Speaking of comics, check out the Facebook page for my own comic, Gamer Girl & Vixen! We’re on the verge of passing 200 likes, and if you’re interested, you might enjoy it!
Comic Reviews: Batgirl #46, Harley Quinn #23, Mighty Thor #2, Ms. Marvel #2, Silk #2 and We Are Robin #7.
Writers: Cameron Stewart and Brenden Fletcher
Artist: Babs Tarr
Now that the wedding is out of the way, it’s time for Batgirl to get back to regular storytelling. Stewart, Fletcher and Tarr seem to have a solid idea to build up to, though as the cover implies, we get an odd Spoiler guest appearance. I’m not going to complain too much, though, because a Spoiler/Batgirl story would be pretty great.

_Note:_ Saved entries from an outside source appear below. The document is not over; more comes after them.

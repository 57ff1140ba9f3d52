pub mod chunker;
pub mod embedder;
pub mod journeys;
pub mod search;
pub mod store;
pub mod watcher;

use std::path::{Path, PathBuf};
use std::sync::Arc;
use tokio::sync::Mutex;

use anyhow::Result;

pub use search::SearchResult;
pub use store::IndexStats;

#[derive(Debug, Clone)]
pub struct IndexProgress {
    pub phase: &'static str,
    pub indexed: usize,
    pub total: usize,
    pub complete: bool,
}

impl Default for IndexProgress {
    fn default() -> Self {
        Self {
            phase: "idle",
            indexed: 0,
            total: 0,
            complete: false,
        }
    }
}

#[derive(Debug, Clone, Default)]
pub struct IndexOptions {
    pub embedding_mode: String,
    pub exclude: Vec<String>,
}

pub struct CodebaseIndex {
    store: store::Store,
    embedder: Arc<dyn embedder::Embedder>,
    project_root: PathBuf,
    exclude: Vec<String>,
    progress: Arc<Mutex<IndexProgress>>,
}

impl CodebaseIndex {
    /// Synchronous constructor. Opens (or creates) the SQLite index DB and
    /// selects the embedding backend. The index is NOT built yet -- call
    /// `build()` afterwards (typically in a background task).
    pub fn open_sync(project_root: &Path, api_key: Option<String>) -> Result<Self> {
        Self::open_sync_with_options(project_root, api_key, IndexOptions::default())
    }

    pub fn open_sync_with_options(
        project_root: &Path,
        api_key: Option<String>,
        options: IndexOptions,
    ) -> Result<Self> {
        let store = store::Store::open(project_root)?;

        let mode = options.embedding_mode.trim().to_ascii_lowercase();
        let embedder: Arc<dyn embedder::Embedder> = match mode.as_str() {
            "tfidf" | "local" => Arc::new(embedder::TfIdfEmbedder::new()),
            "api" | "openai" => {
                if let Some(key) = api_key {
                    Arc::new(embedder::ApiEmbedder::new(key))
                } else {
                    tracing::warn!(
                        "index.embedding={} requested but API key unavailable; falling back to tfidf",
                        mode
                    );
                    Arc::new(embedder::TfIdfEmbedder::new())
                }
            }
            "auto" | "" => {
                if let Some(key) = api_key {
                    Arc::new(embedder::ApiEmbedder::new(key))
                } else {
                    Arc::new(embedder::TfIdfEmbedder::new())
                }
            }
            other => {
                tracing::warn!(
                    "Unknown index.embedding mode '{}'; falling back to auto selection",
                    other
                );
                if let Some(key) = api_key {
                    Arc::new(embedder::ApiEmbedder::new(key))
                } else {
                    Arc::new(embedder::TfIdfEmbedder::new())
                }
            }
        };

        Ok(Self {
            store,
            embedder,
            project_root: project_root.to_path_buf(),
            exclude: options.exclude,
            progress: Arc::new(Mutex::new(IndexProgress::default())),
        })
    }

    pub async fn open(project_root: &Path, api_key: Option<String>) -> Result<Self> {
        Self::open_sync(project_root, api_key)
    }

    pub async fn open_with_options(
        project_root: &Path,
        api_key: Option<String>,
        options: IndexOptions,
    ) -> Result<Self> {
        Self::open_sync_with_options(project_root, api_key, options)
    }

    pub async fn build(&self) -> Result<IndexStats> {
        {
            let mut p = self.progress.lock().await;
            p.phase = "walking";
            p.indexed = 0;
            p.total = 0;
            p.complete = false;
        }

        let existing = self.store.file_hashes()?;
        let walk = watcher::walk_project(&self.project_root, &self.exclude)?;

        {
            let mut p = self.progress.lock().await;
            p.total = walk.len();
            p.phase = "indexing";
        }

        self.store.remove_deleted(&walk)?;

        let dims = self.embedder.dimensions();
        let mut indexed = 0usize;

        for entry in &walk {
            let rel = entry.rel_path.clone();
            if let Some(old_hash) = existing.get(&rel) {
                if *old_hash == entry.hash {
                    indexed += 1;
                    let mut p = self.progress.lock().await;
                    p.indexed = indexed;
                    continue;
                }
            }

            let content = match std::fs::read_to_string(&entry.abs_path) {
                Ok(c) => c,
                Err(_) => {
                    indexed += 1;
                    continue;
                }
            };

            let chunks = chunker::chunk_file(&rel, &content);
            if chunks.is_empty() {
                self.store.upsert_file(&rel, &entry.hash, 0)?;
                indexed += 1;
                let mut p = self.progress.lock().await;
                p.indexed = indexed;
                continue;
            }

            let texts: Vec<&str> = chunks.iter().map(|c| c.text.as_str()).collect();
            let embeddings = self.embedder.embed(&texts).await?;

            let model_id = self.embedder.model_id();
            self.store.upsert_file(&rel, &entry.hash, chunks.len())?;
            self.store
                .replace_chunks(&rel, &chunks, &embeddings, model_id, dims)?;

            indexed += 1;
            let mut p = self.progress.lock().await;
            p.indexed = indexed;
        }

        self.store.load_vectors()?;

        {
            let mut p = self.progress.lock().await;
            p.phase = "complete";
            p.indexed = indexed;
            p.complete = true;
        }

        self.stats()
    }

    pub async fn update_file(&self, rel_path: &str) -> Result<()> {
        let abs = self.project_root.join(rel_path);
        let content = std::fs::read_to_string(&abs)?;
        let hash = watcher::hash_content(content.as_bytes());

        if let Some(old_hash) = self.store.file_hash(rel_path)? {
            if old_hash == hash {
                return Ok(());
            }
        }

        let chunks = chunker::chunk_file(rel_path, &content);
        let texts: Vec<&str> = chunks.iter().map(|c| c.text.as_str()).collect();
        let embeddings = self.embedder.embed(&texts).await?;
        let dims = self.embedder.dimensions();
        let model_id = self.embedder.model_id();

        self.store.upsert_file(rel_path, &hash, chunks.len())?;
        self.store
            .replace_chunks(rel_path, &chunks, &embeddings, model_id, dims)?;
        self.store.load_vectors()?;

        Ok(())
    }

    pub async fn search(&self, query: &str, limit: usize) -> Result<Vec<SearchResult>> {
        let query_embedding = self.embedder.embed(&[query]).await?;
        if query_embedding.is_empty() {
            return Ok(vec![]);
        }
        self.store.search(&query_embedding[0], query, limit)
    }

    pub async fn auto_context(&self, query: &str, limit: usize) -> Result<String> {
        let results = self.search(query, limit).await?;
        if results.is_empty() {
            return Ok(String::new());
        }

        let mut xml = String::from("<codebase_context>\n");
        for r in &results {
            xml.push_str(&format!(
                "<chunk file=\"{}\" lines=\"{}-{}\" score=\"{:.2}\">\n{}\n</chunk>\n",
                r.file, r.start_line, r.end_line, r.score, r.content
            ));
        }
        xml.push_str("</codebase_context>");
        Ok(xml)
    }

    pub fn stats(&self) -> Result<IndexStats> {
        self.store.stats()
    }

    pub async fn progress(&self) -> IndexProgress {
        self.progress.lock().await.clone()
    }

    pub fn is_ready(&self) -> bool {
        self.store.vector_count() > 0
    }
}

Barbara Gordon is investigating the rise of gang activity in Burnside, and she believes the gangs are being controlled by the housing market in order to drive out low rent tenants. While out on patrol, she meets a mysterious man named Lewis, who seems to be connected to the gangs, and he informs Batgirl that Spoiler has gotten in over her head with some of them. So Batgirl tracks Spoiler and they team up to defend her from a vicious gang assault. Batgirl then stashes Stephanie into a safe house until all this blows over.
Comic Rating: 7/10 – Good.
Just as I’d hoped, the team-up between Batgirl and Spoiler is pretty great. Spoiler needs some more attention. DC went to the trouble of re-introducing her in Batman Eternal, but it seems she’s been cast into the winds without anywhere solid to land. A Spoiler comic would be fun, but at the very least, doesn’t she deserve some build-up? Some grounding? I think a Spoiler/Bluebird comic would be grand. But Spoiler teaming up with Batgirl is fun too.
This issue is a solid start to the next storyline. Gangs are always a problem, and combining them with a housing crisis in Burnside sounds like a neat way to mix fisticuffs and politics, which sounds very Burnsideian. I look forward to where they’re going with this. Tarr’s art is as amazing as ever, giving this title so much personality. And I didn’t mention it in my synopsis, but there’s a fun moment where Babs finally relents to letting Frankie join her crime-fighting. There are a lot of great character moments in Batgirl.
Harley Quinn #23
Writers: Amanda Conner and Jimmy Palmiotti
Artist: Chad Hardin
It’s been a few issues since I checked in with Harley Quinn, but it was one of the first comics I read this week, so I decided to get back into the groove. This is still a fun comic, and deserves the popularity its attained.
The evil Zena Bendemova has returned and she’s taken Sy Borgman prisoner! She calls and threatens Harley, demanding a showdown at a bowling alley. Harley explains that she needs an hour to get there, considering cross town traffic that time of the day. Harley uses her time to change into a bowling-themed costume and she heads to the alley with her gang — only to discover that within that hour, Sy and Zena reignited their history and fell back in love. Problem solved!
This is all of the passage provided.